The reasons for this are clear. Now that content producers have captivated an audience, they have moved to the second stage of marketing online content: making it pay. When comScore released online video-measurement service Video Metrix 2.0 last week, sr. director of video and cross-media products Tania Yuki said: “[M]ore attention is rightfully being given to the monetization of the online video medium, particularly as it relates to the existing TV landscape.”
More than 177 million U.S. Internet users watched video content in June. Google Sites, driven primarily by video viewing at YouTube. ranked as the top video content property with 144.5 million unique viewers, followed by Yahoo!
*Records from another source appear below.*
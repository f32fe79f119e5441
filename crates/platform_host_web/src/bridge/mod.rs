//! Browser API glue shared by the `platform_host_web` adapters.
//!
//! Calls route to target-specific implementations so adapters keep one API on every target.

use platform_host::HttpResponse;
use serde_json::Value;

#[cfg(not(target_arch = "wasm32"))]
mod non_wasm;
#[cfg(target_arch = "wasm32")]
mod wasm;

#[cfg(not(target_arch = "wasm32"))]
use non_wasm as imp;
#[cfg(target_arch = "wasm32")]
use wasm as imp;

pub fn open_in_new_browsing_context(url: &str) -> Result<(), String> {
    imp::open_in_new_browsing_context(url)
}

pub fn local_storage_get(key: &str) -> Result<Option<String>, String> {
    imp::local_storage_get(key)
}

pub fn local_storage_set(key: &str, value: &str) -> Result<(), String> {
    imp::local_storage_set(key, value)
}

pub async fn post_json(url: &str, body: &Value) -> Result<HttpResponse, String> {
    imp::post_json(url, body).await
}
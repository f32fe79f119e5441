//! Host service bundle injected into the desktop runtime.

use std::rc::Rc;

use crate::{
    AssistantTransport, DesktopItemPositionStore, ExternalUrlService, NoopAssistantTransport,
    NoopDesktopItemPositionStore, NoopExternalUrlService, NoopPrefsStore, PrefsStore,
};

/// Stable host strategy selected for the current build.
#[derive(Debug, Clone, Copy, PartialEq, Eq)]
pub enum HostStrategy {
    /// Browser-backed adapters.
    Browser,
    /// Placeholder adapters for non-browser builds and tests.
    Stub,
}

impl HostStrategy {
    /// Returns a stable string token for diagnostics.
    pub const fn as_str(self) -> &'static str {
        match self {
            Self::Browser => "browser",
            Self::Stub => "stub",
        }
    }
}

/// Runtime-selected host services.
///
/// Environment-specific selection happens before the bundle reaches `desktop_runtime`, which
/// keeps the runtime free of browser adapter types.
#[derive(Clone)]
pub struct HostServices {
    /// Preference store used for runtime configuration overrides.
    pub prefs: Rc<dyn PrefsStore>,
    /// Opens app URLs in a new browsing context.
    pub external_urls: Rc<dyn ExternalUrlService>,
    /// Receives desktop-item positions after icon drags.
    pub desktop_items: Rc<dyn DesktopItemPositionStore>,
    /// Posts assistant requests.
    pub assistant: Rc<dyn AssistantTransport>,
    /// Strategy identifier for diagnostics.
    pub host_strategy: HostStrategy,
}

impl HostServices {
    /// Builds a bundle where every service is a no-op.
    pub fn noop() -> Self {
        Self {
            prefs: Rc::new(NoopPrefsStore),
            external_urls: Rc::new(NoopExternalUrlService),
            desktop_items: Rc::new(NoopDesktopItemPositionStore),
            assistant: Rc::new(NoopAssistantTransport),
            host_strategy: HostStrategy::Stub,
        }
    }
}
//! `localStorage`-backed preference store.
//!
//! The browser API is synchronous; lookups resolve as ready futures.

use platform_host::{PrefsStore, PrefsStoreFuture};

use crate::bridge;

#[derive(Debug, Clone, Copy, Default)]
/// Browser preference store backed by `window.localStorage`.
pub struct WebPrefsStore;

impl PrefsStore for WebPrefsStore {
    fn load_pref<'a>(
        &'a self,
        key: &'a str,
    ) -> PrefsStoreFuture<'a, Result<Option<String>, String>> {
        Box::pin(async move { bridge::local_storage_get(key) })
    }
}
Sites, Vevo ad Facebook. comScore ranked TV show and movie Web site Hulu 10th in terms of unique viewers, but it was third in terms of user engagement—meaning that people spent more time on it per visit, averaging 2.2 hours per viewer.
Hulu, which surpassed 1 billion monthly video streams last year, also dominates the online video advertising market—unsurprising, given its television-like format already accepted as a commercial delivery vehicle. According to comScore, Americans viewed more than 4.3 billion video ads in June, with Hulu generating the highest number of ad views at 566 million.
Despite the popularity of long-form content such as shows and movies, the online video market leans toward short and snappy. The duration of the average online video in 2009 was 4.1 minutes—balanced by market penetration that is nothing short of stellar: comScore says that 86.5% of the total U.S. Internet audience viewed online video.